Task to carry out>
Copy all lines containing the string "last" from the records below.

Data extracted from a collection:
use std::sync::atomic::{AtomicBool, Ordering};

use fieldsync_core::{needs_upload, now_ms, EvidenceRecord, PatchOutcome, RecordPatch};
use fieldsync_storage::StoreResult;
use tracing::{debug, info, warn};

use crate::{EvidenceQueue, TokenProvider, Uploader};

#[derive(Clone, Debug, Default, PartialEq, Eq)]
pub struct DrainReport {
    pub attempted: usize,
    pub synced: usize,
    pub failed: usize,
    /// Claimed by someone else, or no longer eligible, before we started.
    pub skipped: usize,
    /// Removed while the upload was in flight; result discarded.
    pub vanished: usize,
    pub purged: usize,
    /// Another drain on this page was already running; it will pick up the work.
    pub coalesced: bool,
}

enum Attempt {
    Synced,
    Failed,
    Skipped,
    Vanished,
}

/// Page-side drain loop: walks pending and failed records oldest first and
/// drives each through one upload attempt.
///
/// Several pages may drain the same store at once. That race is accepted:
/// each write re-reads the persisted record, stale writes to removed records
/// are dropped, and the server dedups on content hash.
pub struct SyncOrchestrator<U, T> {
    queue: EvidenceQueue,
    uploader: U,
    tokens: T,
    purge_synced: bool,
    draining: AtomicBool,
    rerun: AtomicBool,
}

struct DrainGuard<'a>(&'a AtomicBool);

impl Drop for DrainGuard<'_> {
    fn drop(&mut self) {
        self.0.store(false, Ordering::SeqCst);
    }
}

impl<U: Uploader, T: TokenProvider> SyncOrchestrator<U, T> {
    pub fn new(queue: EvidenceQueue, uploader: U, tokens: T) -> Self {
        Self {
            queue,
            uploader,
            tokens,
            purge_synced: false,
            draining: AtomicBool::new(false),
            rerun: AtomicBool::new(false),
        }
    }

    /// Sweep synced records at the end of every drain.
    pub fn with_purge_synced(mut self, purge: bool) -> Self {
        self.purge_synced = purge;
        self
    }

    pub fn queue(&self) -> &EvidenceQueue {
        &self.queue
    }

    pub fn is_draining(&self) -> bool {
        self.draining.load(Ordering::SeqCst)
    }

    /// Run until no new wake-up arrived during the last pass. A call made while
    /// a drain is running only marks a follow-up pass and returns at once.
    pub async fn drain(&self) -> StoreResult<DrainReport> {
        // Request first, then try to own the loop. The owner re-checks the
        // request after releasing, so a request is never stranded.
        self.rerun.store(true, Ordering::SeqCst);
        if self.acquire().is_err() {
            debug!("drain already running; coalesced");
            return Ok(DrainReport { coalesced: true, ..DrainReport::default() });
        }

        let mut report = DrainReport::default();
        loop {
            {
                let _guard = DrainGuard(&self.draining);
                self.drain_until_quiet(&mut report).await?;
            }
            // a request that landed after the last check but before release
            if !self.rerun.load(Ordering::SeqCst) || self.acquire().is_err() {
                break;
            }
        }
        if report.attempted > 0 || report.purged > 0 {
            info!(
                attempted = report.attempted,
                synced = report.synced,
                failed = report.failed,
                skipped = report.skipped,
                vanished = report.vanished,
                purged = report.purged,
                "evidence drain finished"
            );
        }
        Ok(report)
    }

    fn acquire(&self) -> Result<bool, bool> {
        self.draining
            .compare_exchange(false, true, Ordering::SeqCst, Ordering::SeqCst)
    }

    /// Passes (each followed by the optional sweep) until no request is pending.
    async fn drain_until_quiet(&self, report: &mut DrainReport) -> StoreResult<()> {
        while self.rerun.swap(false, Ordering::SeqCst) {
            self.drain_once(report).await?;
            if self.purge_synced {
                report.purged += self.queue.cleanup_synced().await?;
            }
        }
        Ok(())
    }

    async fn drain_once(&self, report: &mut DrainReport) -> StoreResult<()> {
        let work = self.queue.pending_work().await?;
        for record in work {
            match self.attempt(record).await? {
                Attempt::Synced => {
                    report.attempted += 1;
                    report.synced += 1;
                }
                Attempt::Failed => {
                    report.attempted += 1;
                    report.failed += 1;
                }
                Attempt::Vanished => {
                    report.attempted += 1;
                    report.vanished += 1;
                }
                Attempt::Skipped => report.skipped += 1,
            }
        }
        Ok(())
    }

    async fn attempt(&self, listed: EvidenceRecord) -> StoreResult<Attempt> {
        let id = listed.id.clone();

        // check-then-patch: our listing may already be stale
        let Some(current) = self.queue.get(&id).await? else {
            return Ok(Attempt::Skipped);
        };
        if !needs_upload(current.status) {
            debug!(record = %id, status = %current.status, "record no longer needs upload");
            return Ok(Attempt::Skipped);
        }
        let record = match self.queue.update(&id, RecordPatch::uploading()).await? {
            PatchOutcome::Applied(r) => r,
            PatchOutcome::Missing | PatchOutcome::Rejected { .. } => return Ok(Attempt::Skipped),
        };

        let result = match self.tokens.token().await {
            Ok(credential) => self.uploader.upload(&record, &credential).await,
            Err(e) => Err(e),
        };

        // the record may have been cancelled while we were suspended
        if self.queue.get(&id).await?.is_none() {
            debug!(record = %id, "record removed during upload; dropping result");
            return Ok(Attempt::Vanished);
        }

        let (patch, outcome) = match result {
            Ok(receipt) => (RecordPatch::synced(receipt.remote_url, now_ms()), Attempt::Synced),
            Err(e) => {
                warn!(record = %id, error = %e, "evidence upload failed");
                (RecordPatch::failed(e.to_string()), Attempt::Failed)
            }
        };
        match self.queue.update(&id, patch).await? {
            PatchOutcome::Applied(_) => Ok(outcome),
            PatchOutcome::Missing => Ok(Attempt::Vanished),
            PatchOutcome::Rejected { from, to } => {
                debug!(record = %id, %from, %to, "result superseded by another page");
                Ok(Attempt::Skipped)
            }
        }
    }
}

Reply to the task>
    /// Run until no new wake-up arrived during the last pass. A call made while
            // a request that landed after the last check but before release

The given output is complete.